A fama das indicações literárias do Rev. Garofalo (em parte responsáveis até mesmo pela existência do Literatura & Redenção) me fizeram procurar o artigo. “Roger Federer como experiência religiosa” foi publicado originalmente em agosto de 2006 no New York Times e em português em 2012 na coletânea Ficando longe do fato de já estar meio que longe de tudo, pela Companhia das Letras. O que parece ser apenas o perfil de um grande atleta em seu auge esportivo logo se torna uma reflexão sobre a inspiração, o problema do mal, a beleza e a grandeza de variados tipos e, claro, a tal experiência. Para Wallace,

se você nunca viu esse rapaz jogar ao vivo e então o vê, em pessoa, sobre a grama sagrada de Wimbledon, enfrentando o calor literalmente destruidor seguido de vento e chuva de uma quinzena de 2006, você está apto a vivenciar o que um dos motoristas de ônibus a serviço da imprensa do torneio descreve como ‘uma experiência quase religiosa’. […] Porque ela existe. É difícil de descrever — é como um pensamento que é também um sentimento. Não seria correto extrapolar ou fingir que há nisso qualquer espécie de equilíbrio equitativo; seria grotesco. Mas a verdade é que a divindade, entidade, energia ou fluxo genético aleatório que gera crianças doentes também gerou Roger Federer, e olha ele ali. Olha só isso.

Uma pequena dose de graça foi o suficiente para viciar. Apesar de hoje me considerar um grande fã, e digo "grande" no sentido de gostar mais de ler Wallace do que a média das pessoas gosta e do que a média das coisas que eu gosto, diante dele me sinto muito pequeno. Por muito tempo quis escrever esse artigo, mas tudo que colocava no papel parecia pouco. Mas também me sinto inspirado. Eis alguém cuja escrita o faz querer escrever melhor, mesmo que você sinta lá no fundo que jamais escreverá tão bem. Dito isso, segue minha tentativa de relatar a experiência transcendente de ler David Wallace.

Charles Taylor, filósofo canadense, leva as novecentas páginas de sua obra A Secular Age (“Uma era secular”) para mostrar como o secularismo que caracteriza o pensamento de nossa época é mais do que se vê. O argumento-base de Taylor é que a vida na era secular não significa que ninguém crê mais em qualquer coisa, mas que todos creem de formas diferentes. O humanismo vem tentando, desde seus primórdios, nos envolver no que ele chama de “moldura imanente”, um “teto de bronze” que isola a experiência humana de qualquer referência e experiência de transcendência — o que você vê é tudo o que há. Se muitos acreditam que essa é a realidade da vida na era secular, Taylor sugere algo diferente. A verdade é que o desejo do ser humano pelo transcendente nunca deixou de existir, a eternidade foi plantada no coração do homem, e por mais que se tente suprimir, a verdade continua lá fora.

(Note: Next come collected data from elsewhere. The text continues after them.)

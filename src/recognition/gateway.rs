use std::sync::atomic::{AtomicBool, Ordering};
use std::sync::Arc;
use tracing::{error, info, warn};

use crate::backend::RecorderBackend;
use crate::error::SessionError;
use crate::session::GenerationCounter;
use crate::transcript::TranscriptStore;

/// Normalized output of one recognition pass
#[derive(Debug, Clone, PartialEq, Eq)]
pub struct RecognitionResult {
    /// Raw engine output
    pub text: String,

    /// Whitespace-trimmed text
    pub trimmed_text: String,

    /// True when the trimmed text is empty
    pub is_empty: bool,

    /// The audio artifact the text was recognized from
    pub source_audio_path: String,
}

/// Outcome of a recognition call
#[derive(Debug, Clone, PartialEq, Eq)]
pub enum RecognitionOutcome {
    /// The result was current and has been applied to the transcript store
    Applied(RecognitionResult),

    /// A newer session started while recognition was in flight; the result
    /// was discarded without touching text or history
    Stale,
}

/// Invokes the recognition engine and normalizes its result
///
/// The gateway is the single writer of the transcript store: it sets the
/// current text and decides whether a result counts as a completed
/// recognition (non-empty) worth appending to history. A result arriving
/// for a superseded generation is dropped before any store mutation.
pub struct RecognitionGateway {
    backend: Arc<dyn RecorderBackend>,
    store: Arc<TranscriptStore>,
    generation: GenerationCounter,
    recognizing: AtomicBool,
}

impl RecognitionGateway {
    pub fn new(
        backend: Arc<dyn RecorderBackend>,
        store: Arc<TranscriptStore>,
        generation: GenerationCounter,
    ) -> Self {
        Self {
            backend,
            store,
            generation,
            recognizing: AtomicBool::new(false),
        }
    }

    /// Whether a recognition call is currently in flight
    pub fn is_recognizing(&self) -> bool {
        self.recognizing.load(Ordering::SeqCst)
    }

    /// Recognize one audio artifact and apply the result to the store
    ///
    /// `generation` is the session generation captured when the artifact
    /// arrived; if a newer session has started by the time the engine
    /// replies, the result is discarded unapplied.
    ///
    /// Empty or whitespace-only transcripts clear the current text and
    /// leave history untouched; non-empty transcripts set the (untrimmed)
    /// text and are prepended to history. The recognizing flag is cleared
    /// on every path. Failures propagate without retry.
    pub async fn recognize(
        &self,
        audio_path: &str,
        generation: u64,
    ) -> Result<RecognitionOutcome, SessionError> {
        self.recognizing.store(true, Ordering::SeqCst);
        info!("Starting recognition for: {}", audio_path);

        let raw = match self.backend.recognize_audio(audio_path).await {
            Ok(text) => text,
            Err(e) => {
                error!("Recognition failed for {}: {}", audio_path, e);
                self.recognizing.store(false, Ordering::SeqCst);
                return Err(SessionError::Recognition(e.to_string()));
            }
        };

        if !self.generation.is_current(generation) {
            warn!(
                "Discarding stale recognition result (generation {}, current {})",
                generation,
                self.generation.current()
            );
            self.recognizing.store(false, Ordering::SeqCst);
            return Ok(RecognitionOutcome::Stale);
        }

        let trimmed = raw.trim().to_string();
        let is_empty = trimmed.is_empty();

        if is_empty {
            info!("Recognition returned no usable text for {}", audio_path);
            self.store.set_text("", true);
        } else {
            info!("Recognition completed ({} chars)", raw.len());
            self.store.set_text(raw.clone(), false);
            self.store.add_to_history(raw.clone());
        }

        self.recognizing.store(false, Ordering::SeqCst);

        Ok(RecognitionOutcome::Applied(RecognitionResult {
            text: raw,
            trimmed_text: trimmed,
            is_empty,
            source_audio_path: audio_path.to_string(),
        }))
    }
}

Dentre os muitos artefatos da cultura pop que poderiam ser usados como exemplo de como essa realidade permeia a vida no mundo real, escolhi um cujo nível de apreço rivaliza com o que tenho por Wallace. Lançada em 23 de agosto de 2017, The Sky Is a Neighborhood (“O céu é uma vizinhança”) é uma música da banda americana Foo Fighters do seu nono álbum, Concrete and Gold. Dave Grohl, vocalista da banda e compositor da letra, relata a inspiração para escrevê-la:

Eu estava deitado uma noite dessas, olhando as estrelas pela janela. Estava apenas imaginando a possibilidade de haver algum tipo de vida lá fora e decidi que o céu é uma vizinhança, que preciamos botar as coisas em ordem para sobreviver nesse universo cheio de vida. […] Estrelas se tornam instáveis, colapsam, explodem e espalham suas tripas, os mesmos ingredientes que formam a vida na terra e formam todo o universo, sistemas solares e planetas. Quando você olha para o céu, percebe que não só você é parte do universo, mas que o universo é parte de nós. Isso realmente mexe comigo.

A letra de The Sky Is a Neighborhood fala sobre tentar dormir à noite, mas o céu continua batendo no teto, e não há como abafar esse barulho; há alguma coisa lá fora insistindo em entrar, e nós tentamos não olhar, mas é impossível. Para tornar a mensagem mais clara e encaixar ainda melhor a ilustração para esse artigo, o videoclipe da música retrata a experiência de duas crianças que tentam dormir, mas um barulho lá fora (a banda, tocando sobre o teto da casa) as impede. O barulho vai aumentando, elas tentam entender o que está acontecendo, o teto vai rachando, a luz vai entrando e penetrando o teto de bronze. O céu está lá fora e não há mais como negar. Veja com seus próprios olhos:

(Não vou nem comentar a figura central do velho livro que parece ser o que revela às meninas a verdade sobre o que há acima do teto e acima do céu.)

Esse tipo de manifestação de um anseio por algo que vá além da moldura imanente está cada vez mais presente na cultura popular, e é apenas um reflexo da incapacidade do humanismo secular de suprimir a inquietude do coração humano por seu criador. Eu poderia listar diversos outros exemplos disso, mas vou usar só mais um, para voltar ao nosso tema central após esse breve desvio.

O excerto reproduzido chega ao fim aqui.